Since the Katrina disaster, there has been a lot of talk about race as an issue in the response, mostly among Black victims and advocates, as the poll numbers show. In response to what appears to have been a racially biased response by the federal government, many people (of all ethnic groups) have been talking about healing the racial divide in America (even though poverty is the true issue). Nice thought, but it neglects the fact that race relations in America have never been healthy in the first place.
To heal something implies that it was once healthy, and it just needs to be returned to its original healthy state. We have never had a healthy relationship between whites and other racial groups in America. Therefore, there is nothing to heal.
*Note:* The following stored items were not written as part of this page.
//! Tracing subscriber initialization with structured logging and optional
//! OpenTelemetry trace export.
//!
//! # Usage
//!
//! ```no_run
//! use parley_observe::tracing_setup::{init_tracing, TracingOptions};
//!
//! // Structured logging only, warnings and above
//! init_tracing(&TracingOptions::new("warn")).unwrap();
//! ```
//!
//! `RUST_LOG` wins over the default filter when it is set.

use opentelemetry::trace::TracerProvider as _;
use opentelemetry_sdk::trace::SdkTracerProvider;
use tracing_subscriber::EnvFilter;
use tracing_subscriber::layer::SubscriberExt;
use tracing_subscriber::util::SubscriberInitExt;

use std::sync::OnceLock;

/// Service name reported to OpenTelemetry.
pub const SERVICE_NAME: &str = "parley";

/// Stores the OTel tracer provider so it can be shut down cleanly on exit.
static TRACER_PROVIDER: OnceLock<SdkTracerProvider> = OnceLock::new();

#[derive(Debug, Clone)]
pub struct TracingOptions {
    /// Filter directive used when `RUST_LOG` is unset, e.g. `"info,parley=debug"`.
    pub default_filter: String,
    /// Bridge spans to OpenTelemetry with a stdout exporter.
    pub enable_otel: bool,
    /// Print event targets (module paths).
    pub with_target: bool,
}

impl TracingOptions {
    pub fn new(default_filter: impl Into<String>) -> Self {
        Self {
            default_filter: default_filter.into(),
            enable_otel: false,
            with_target: false,
        }
    }

    pub fn with_otel(mut self, enable: bool) -> Self {
        self.enable_otel = enable;
        self
    }

    pub fn with_target(mut self, enable: bool) -> Self {
        self.with_target = enable;
        self
    }

    /// The effective filter: `RUST_LOG` if set and valid, else the default.
    pub fn env_filter(&self) -> EnvFilter {
        EnvFilter::try_from_default_env().unwrap_or_else(|_| EnvFilter::new(&self.default_filter))
    }
}

/// Initialize the global tracing subscriber.
///
/// Logs go to stderr so they never interleave with command output on stdout.
/// When `enable_otel` is set, spans are additionally exported through a
/// stdout OpenTelemetry exporter (swap it for OTLP in production).
///
/// # Errors
///
/// Returns an error if the global subscriber has already been set.
pub fn init_tracing(options: &TracingOptions) -> Result<(), Box<dyn std::error::Error>> {
    let fmt_layer = tracing_subscriber::fmt::layer()
        .with_target(options.with_target)
        .with_writer(std::io::stderr);

    let env_filter = options.env_filter();

    if options.enable_otel {
        let provider = SdkTracerProvider::builder()
            .with_simple_exporter(opentelemetry_stdout::SpanExporter::default())
            .build();
        let tracer = provider.tracer(SERVICE_NAME);
        let otel_layer = tracing_opentelemetry::layer().with_tracer(tracer);

        let _ = TRACER_PROVIDER.set(provider.clone());
        opentelemetry::global::set_tracer_provider(provider);

        tracing_subscriber::registry()
            .with(env_filter)
            .with(fmt_layer)
            .with(otel_layer)
            .try_init()?;
    } else {
        tracing_subscriber::registry()
            .with(env_filter)
            .with(fmt_layer)
            .try_init()?;
    }

    Ok(())
}

/// Flush pending traces and shut down the OpenTelemetry tracer provider.
///
/// Safe to call even when OTel was not enabled (no-op in that case).
pub fn shutdown_tracing() {
    if let Some(provider) = TRACER_PROVIDER.get() {
        if let Err(e) = provider.shutdown() {
            eprintln!("Warning: OTel tracer provider shutdown error: {e}");
        }
    }
}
Healthy race relations would be a completely new emergent in this country. It is not something that we can "heal" into existence; it is something we must grow into for the first time. What Katrina has done, if anything good can come from such horror, is expose the truth of the situation. More than forty years after the major Civil Rights legislation, we are still a racially divided nation. We can not change that with laws.
We must grow beyond the predominately narrow ethnocentric moral stance that prevails in this country and adopt a more expansive, compassionate worldcentric stance -- one that is blind to skin color and that celebrates the beauty of our diversity. We must grow into this view in our hearts and minds -- it's a change that must be made from the inside out.